Pueblos sin conexión
José, Ponciano y Eusebio, habitantes de Valverde de Alcalá, en la parada de bus del pueblo. JORGE PARÍS

Ponciano, de 69 años, lleva cuatro años sin bajar a Madrid. La última vez fue "porque no quedaba más remedio para visitar a un familiar en el hospital". Celestina, de 63, ya ni recuerda el tiempo que hace que no pisa la capital. Y eso que ambos viven casi a un paso de la ciudad: son vecinos de Valverde de Alcalá, un pueblo situado a sólo 43 kilómetros de Madrid, pero que en la práctica está a años luz. Llegan menos de tres autobuses interurbanos al día

Valverde es uno de los 40 municipios de la región donde llegan menos de tres autobuses interurbanos al día. Entre ellos hay 19 que ni siquiera tienen conexión directa con la capital. Sus habitantes (unas 40.000 personas censadas) se sienten incomunicados y sólo tienen dos opciones cuando necesitan llegar a Madrid: hacer largos transbordos o pedirle el favor a algún vecino con coche.

La mayoría de estos pueblos están en la Sierra Norte. Los habitantes de municipios como Berzosa del Lozoya, Montejo de la Sierra o Cervera, entre otros, se ven obligados a hacer transbordos en Buitrago, que les sirve de nexo con la capital. Mientras, en la zona del Corredor del Henares, los vecinos de Camarma o Santos de la Humosa tienen que hacer conexión con Alcalá. En el sur, para salir de Villamantilla o Villanueva de Perales hay que cambiar de autobús en Alcorcón.

Segundas residencias

El Consorcio de Transportes explica que son zonas poco pobladas y que "el número de expediciones [trayectos de autobús] se fija en función del número de habitantes". Además, "es preferible tener una mínima comunicación antes que no tener ninguna", según fuentes del organismo.
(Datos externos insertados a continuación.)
pub mod chain;
pub mod config;
pub mod types;

/// Safe to call from every test, only the first call installs the logger.
pub fn init_logger() {
    let _ = env_logger::builder().is_test(true).try_init();
}
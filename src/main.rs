//! GraphQL server bootstrap — entry point.
//!
//! Startup sequence:
//!   1. Parse CLI flags
//!   2. Load .env (or the file given with `--env-file`)
//!   3. Resolve settings from the environment
//!   4. Init logger (CLI `-v` flags > RUST_LOG > LOG_LEVEL)
//!   5. Report the GraphQL listener address, or that it is disabled

use std::path::PathBuf;

use gql_bootstrap::{
    config::{GRAPHQL_PATH, Settings},
    environment::{Environment, Overlay, ProcessEnv, Source, read_env_file},
    error::AppError,
    logger,
};
use tracing::info;

struct CliArgs {
    log_level: Option<&'static str>,
    env_file: Option<PathBuf>,
}

fn main() {
    if let Err(e) = run() {
        eprintln!("error: {e}");
        std::process::exit(1);
    }
}

fn run() -> Result<(), AppError> {
    let args = parse_cli_args();

    let source: Box<dyn Source> = match &args.env_file {
        // Process variables still win over the file's entries.
        Some(path) => Box::new(Overlay::new(ProcessEnv, read_env_file(path)?)),
        None => {
            // Load .env if present — ignore errors (file is optional).
            let _ = dotenvy::dotenv();
            Box::new(ProcessEnv)
        }
    };
    let env = Environment::new(source);

    // Nothing is logged before this point; failures go straight to stderr.
    let settings = Settings::load(&env)?;

    let effective_log_level = args.log_level.unwrap_or(settings.log_level.as_str());
    logger::init(effective_log_level, args.log_level.is_some())?;

    info!(
        stage = %settings.stage,
        listen = settings.listen,
        host = %settings.host,
        port = settings.port,
        log_level = %settings.log_level,
        "settings resolved"
    );

    if settings.listen {
        let addr = settings.listen_addr();
        info!(%addr, path = GRAPHQL_PATH, "graphql listener enabled");
        println!("✓ GraphQL server configured: http://{addr}{GRAPHQL_PATH}");
    } else {
        info!(stage = %settings.stage, "graphql listener disabled outside production");
        println!("✓ Settings resolved: stage={} (listener disabled)", settings.stage);
    }

    Ok(())
}

fn parse_cli_args() -> CliArgs {
    let mut verbosity = 0u8;
    let mut env_file = None;

    let mut iter = std::env::args().skip(1);
    while let Some(arg) = iter.next() {
        if arg == "--" {
            break;
        }

        match arg.as_str() {
            "-h" | "--help" => {
                println!("Usage: gql-bootstrap [OPTIONS]");
                println!();
                println!("Options:");
                println!("  -h, --help                 Print help");
                println!("  -e, --env-file <PATH>      Read variables from a dotenv file (process env wins)");
                println!("  -v, -vv, -vvv, -vvvv       Increase logging verbosity");
                std::process::exit(0);
            }
            "-e" | "--env-file" => {
                if let Some(path) = iter.next() {
                    env_file = Some(PathBuf::from(path));
                } else {
                    eprintln!("error: -e/--env-file requires a path argument");
                    std::process::exit(1);
                }
            }
            "--verbose" => verbosity = verbosity.saturating_add(1),
            a if a.starts_with('-') && a.len() > 1 && a.chars().skip(1).all(|c| c == 'v') => {
                verbosity = verbosity.saturating_add((a.len() - 1) as u8);
            }
            _ => {}
        }
    }

    CliArgs { log_level: logger::level_for_verbosity(verbosity), env_file }
}
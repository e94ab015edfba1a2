//! Parsing of raw store entries into typed values.

/// A type that can be read out of a single environment entry.
///
/// `parse` sees the raw entry verbatim and returns `None` when it is not a
/// well-formed value of `Self`. Only whole-string parses are accepted.
pub trait FromEnv: Sized {
    fn parse(raw: &str) -> Option<Self>;
}

impl FromEnv for String {
    fn parse(raw: &str) -> Option<Self> {
        Some(raw.to_string())
    }
}

impl FromEnv for bool {
    /// Only the exact literals `true` and `false`.
    fn parse(raw: &str) -> Option<Self> {
        match raw {
            "true" => Some(true),
            "false" => Some(false),
            _ => None,
        }
    }
}

impl FromEnv for i64 {
    /// Base-10, optional sign, no surrounding whitespace, no trailing bytes.
    fn parse(raw: &str) -> Option<Self> {
        raw.parse::<i64>().ok()
    }
}

#[cfg(test)]
mod tests {
    use super::*;

    #[test]
    fn string_is_verbatim() {
        assert_eq!(String::parse("  padded  ").as_deref(), Some("  padded  "));
        assert_eq!(String::parse("").as_deref(), Some(""));
    }

    #[test]
    fn bool_accepts_only_lowercase_literals() {
        assert_eq!(bool::parse("true"), Some(true));
        assert_eq!(bool::parse("false"), Some(false));
        for raw in ["TRUE", "True", "1", "0", "yes", "", " true"] {
            assert_eq!(bool::parse(raw), None, "expected '{raw}' to be rejected");
        }
    }

    #[test]
    fn integer_accepts_whole_numbers() {
        assert_eq!(i64::parse("42"), Some(42));
        assert_eq!(i64::parse("-7"), Some(-7));
        assert_eq!(i64::parse("+5"), Some(5));
        assert_eq!(i64::parse("0"), Some(0));
    }

    #[test]
    fn integer_rejects_partial_and_fractional() {
        for raw in ["12abc", "3.14", "abc", "", " 42", "42 ", "1e3", "99999999999999999999"] {
            assert_eq!(i64::parse(raw), None, "expected '{raw}' to be rejected");
        }
    }
}
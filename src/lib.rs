// Library root — exposes internals for integration tests and the binary.
// The binary entry point is src/main.rs.

pub mod config;
pub mod environment;
pub mod error;
pub mod logger;

pub use config::Settings;
pub use environment::Environment;
pub use error::{AppError, EnvError};
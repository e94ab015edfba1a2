//! Key/value stores the accessor can read from.
//!
//! A store maps a variable name to a raw value or nothing. The accessor only
//! ever reads; stores are expected to stay stable for the life of the process.

use std::{
    collections::{BTreeMap, HashMap},
    env,
    ffi::OsString,
    path::Path,
};

use crate::error::AppError;

/// Read-only view of a flat, string-keyed store.
pub trait Source {
    /// Raw entry for `name`, or `None` when absent.
    fn var_os(&self, name: &str) -> Option<OsString>;
}

/// The process environment.
#[derive(Debug, Clone, Copy, Default)]
pub struct ProcessEnv;

impl Source for ProcessEnv {
    fn var_os(&self, name: &str) -> Option<OsString> {
        env::var_os(name)
    }
}

impl Source for HashMap<String, String> {
    fn var_os(&self, name: &str) -> Option<OsString> {
        self.get(name).map(OsString::from)
    }
}

impl Source for BTreeMap<String, String> {
    fn var_os(&self, name: &str) -> Option<OsString> {
        self.get(name).map(OsString::from)
    }
}

impl<S: Source + ?Sized> Source for &S {
    fn var_os(&self, name: &str) -> Option<OsString> {
        (**self).var_os(name)
    }
}

impl<S: Source + ?Sized> Source for Box<S> {
    fn var_os(&self, name: &str) -> Option<OsString> {
        (**self).var_os(name)
    }
}

/// Two stores stacked: `primary` entries win, `fallback` fills the gaps.
///
/// An empty string in `primary` is still an entry and shadows `fallback`.
#[derive(Debug, Clone)]
pub struct Overlay<P, F> {
    primary: P,
    fallback: F,
}

impl<P: Source, F: Source> Overlay<P, F> {
    pub fn new(primary: P, fallback: F) -> Self {
        Self { primary, fallback }
    }
}

impl<P: Source, F: Source> Source for Overlay<P, F> {
    fn var_os(&self, name: &str) -> Option<OsString> {
        self.primary
            .var_os(name)
            .or_else(|| self.fallback.var_os(name))
    }
}

/// Parse a dotenv file into a map without touching the process environment.
pub fn read_env_file(path: &Path) -> Result<HashMap<String, String>, AppError> {
    let iter = dotenvy::from_path_iter(path)
        .map_err(|e| AppError::Config(format!("cannot read {}: {e}", path.display())))?;

    let mut vars = HashMap::new();
    for item in iter {
        let (key, value) = item
            .map_err(|e| AppError::Config(format!("parse error in {}: {e}", path.display())))?;
        vars.insert(key, value);
    }
    Ok(vars)
}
Sin embargo, el censo de estos municipios no cuenta con los madrileños que tienen allí su segunda residencia y que triplican su población los fines de semana, festivos y en los meses de verano. "Si aumentara la demanda, ampliaríamos el servicio a estas zonas", añaden desde el Consorcio.

"Practicamos mucho autostop"

Los 465 habitantes de Valverde de Alcalá son también madrileños, pero su vida está en las antípodas de la capital. De hecho, "hay alguno que no conoce ni Madrid porque estamos totalmente aislados", dice Eusebio, de 71 años.

Hay alguno que no conoce ni Madrid porque estamos totalmente aislados

Salir del pueblo es una aventura para ellos. Necesitan tiempo y paciencia. "Si tienes que ir al médico y nadie te puede llevar, tienes que cuadrar la cita con el horario del autobús", dice Nuria, de 26 años. Es una de las pocas jóvenes que aún vive allí, pero necesita su automóvil para no verse incomunicada: "A los 18 años es imprescindible tener el carné. Aquí, sin coche te mueres de asco", cuenta.

Además, tener automóvil propio en Valverde te garantiza la popularidad. La rotonda de entrada al pueblo se ha convertido en una parada de taxis improvisada: "Como no hay autobús, practicamos el autostop a diario. Te pones en la rotonda, esperas a que pase algún vecino y le gritas: 'Fulano, ¿dónde vas?' y te montas con él", explica José, de 61 años.

En el vecino pueblo de Corpa (559 habitantes) pasa más de lo mismo. El único autobús que les lleva a Madrid sale a las 6.30 h de la mañana y vuelve a las 16.00. "Para ir al médico o a comprar sólo podemos ir a Alcalá; y hay que aprovechar para hacerlo todo en una sola visita", cuenta Antonio mientras pasea por la travesía de su pueblo.

Aquí hay calidad de vida: dos bares, la tienda, la escuela, el pinar, y el médico, que viene cada dos día

Sin embargo, en realidad tampoco echan mucho de menos la conexión con la capital. "¿Para qué voy a ir a Madrid? No lo necesito... aquí hay calidad de vida: dos bares, la tienda, la escuela, el pinar, y el médico, que viene cada dos días", dice Ponciano, de Valverde. "Ir a Madrid a pasear es un poco de tontos, esto es sano de verdad", añade.

De hecho, dicen en la zona que quien llega a Valverde ya no se quiere ir de allí. Algo así le pasó a José, "de Vallecas de toda la vida" pero residente en el pueblo desde hace ya cinco años: "Aquí aterricé, vine huyendo de la ciudad y aquí me he quedado. No quiero ni oír hablar de Madrid", cuenta.